OPINION: Forty years ago, I was introduced to the works of George Orwell by my English teacher who required our class to read Orwell’s iconic novel 1984 about a dystopian world, where a government held almost all the power, controlled the actions and thoughts of its citizenry, and had technology including two-way screens, hidden cameras and microphones to surveil its people.

The state’s power was all encompassing. My naivete, lack of experience and then-limited technology made is seem preposterous. Yet those debates, the fears raised therein, and the lessons learned in that classroom have followed me my whole life.

Orwell’s novels scared me and inspired me; still, I never conceived his fears would play out in my life. Yet, in the last few years, I have had several Orwellian experiences. Previously I publicly discussed how the government engagement for the Islamic Womens’ Council of New Zealand had felt in many ways like novel Animal Farm.

Reading the report and recommendations of the Royal Commission of Inquiry into the Terrorist Attack on Christchurch Mosques remind me of 1984. On behalf of IWCNZ, I was a “core participant” in the process giving evidence and also was a member of its Muslim reference group; but still I am surprised and disappointed in some of the conclusions.

“Who controls the past controls the future. Who controls the present controls the past.”

The first impression as I read the report was the Party’s motto in 1984. New Zealand’s Crown Law drafted the terms of reference and publicly acknowledged it had not consulted the Muslim Community. By that drafting, the government framed the investigation’s parameters and limited significantly what the commissioners and their secretariat could do and look into.

By trimming the search and the time frames, the government has controlled the outcomes. Lots of questions remain unanswered and due to time delays of the Commission and lack of resources on the community’s side, we as a nation will likely not know the actual full story.

“And if all others accepted the lie which the Party imposed — if all records told the same tale — then the lie passed into history and became truth”

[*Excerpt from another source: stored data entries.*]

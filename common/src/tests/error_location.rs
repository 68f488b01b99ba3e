use crate::ErrorLocation;
use std::panic::Location;

/// **VALUE**: Verifies that `ErrorLocation::from()` captures file, line, and column.
///
/// **WHY THIS MATTERS**: Every error in the bridge (channel timeouts, dispatcher
/// failures, selector init errors) reports its origin through this type. Wrong
/// coordinates make a timed-out host round trip impossible to trace.
///
/// **BUG THIS CATCHES**: Would catch if `Location::caller()` data stops being copied
/// into the struct, or if line capture drifts.
#[test]
fn given_location_caller_when_error_location_created_then_captures_file_line_column() {
    // GIVEN: The current source line
    let expected_line = line!() + 3;

    // WHEN: Creating ErrorLocation from the caller location
    let location = ErrorLocation::from(Location::caller());

    // THEN: File, line and column are captured
    assert!(
        location.file.contains("error_location.rs"),
        "Should capture file path"
    );
    assert_eq!(location.line, expected_line, "Should capture line number");
    assert!(location.column > 0, "Should capture column number");
}

/// **VALUE**: Verifies the `[file:line:column]` display format.
///
/// **WHY THIS MATTERS**: Error messages printed by the CLI and written to the log file
/// embed this format; tooling that greps logs for call sites depends on it.
///
/// **BUG THIS CATCHES**: Would catch a Display change that drops the brackets or
/// one of the three coordinates.
#[test]
fn given_error_location_when_formatted_then_produces_bracketed_format() {
    // GIVEN: An ErrorLocation
    let location = ErrorLocation::from(Location::caller());

    // WHEN: Formatting it
    let formatted = location.to_string();

    // THEN: "[file:line:column]"
    assert!(formatted.starts_with('['), "Should start with '['");
    assert!(formatted.ends_with(']'), "Should end with ']'");
    assert!(formatted.contains("error_location.rs"));
    assert!(formatted.contains(&location.line.to_string()));
    assert_eq!(formatted.matches(':').count(), 2, "Exactly 2 colons");
}

/// **VALUE**: Verifies `#[track_caller]` propagation into `ErrorLocation::from()`.
///
/// **WHY THIS MATTERS**: Error constructors in bridge-core capture `Location::caller()`
/// from inside `#[track_caller]` helpers. If propagation breaks, every error points at
/// the helper instead of the failing call site.
///
/// **BUG THIS CATCHES**: Would catch a `from()` that stops honouring the caller chain.
#[test]
fn given_multiple_call_sites_when_capturing_location_then_each_has_unique_line() {
    // GIVEN: A tracked helper
    #[track_caller]
    fn capture_location() -> ErrorLocation {
        ErrorLocation::from(Location::caller())
    }

    // WHEN: Capturing from consecutive lines
    let loc1 = capture_location();
    let loc2 = capture_location();

    // THEN: Same file, sequential lines
    assert_eq!(loc1.file, loc2.file);
    assert_eq!(loc1.line + 1, loc2.line, "Lines should be sequential");
}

Another thought was how so much evidence went unchallenged and ignored. The Commission did not look into unreported knowledge. This would be like a jury not being able to consider the testimony of a neighbour that saw an accused murder load his gun into his vehicle the day before the event just because the neighbour didn’t report prior to the crime. In this case, for some reason, a lot of highly relevant information has been ignored or not even considered.

Likewise, conflicting evidence remains unresolved. While there were cases where people could not “recall” and some important testimony disagreed with each other. The Commission just went with the easiest testimony and conclusion. We at IWCNZ asserted and requested at the outset, we needed to be in the room to challenge testimony and evidence, but were prevented and thus such information appears unvetted.

“We know that no one ever seizes power with the intention of relinquishing it.”

There are significant recommendations proposed and some really good ideas—a large security agency is probably not one of them, and while within its recommendations there is a call for a “front-facing” government and direction that ministries work to develop a cohesive society using collaboration and co-design, the power remains with the agencies and the public servants that got many things wrong for communities, including the Muslim community in the past.

We will see how the public service reacts and which recommendations this Government addresses. It is always very hard to change the direction of a large bureaucracy. It will be up to Prime Minister Jacinda Ardern’s leadership to try to tame that beast.

IWCNZ has shared its experience with the Royal Commission and made our submission public in July. We stand by our positions contained therein. I leave you with one final quote from Orwell’s 1984:

“Being in a minority, even a minority of one, did not make you mad. There was truth and there was untruth, and if you clung to the truth even against the whole world, you were not mad.”

Aliya Danzeisen has led the government engagement for the Islamic Women’s Council of New Zealand for seven years and has played a key advocacy role in getting support for the Kiwi Muslim community.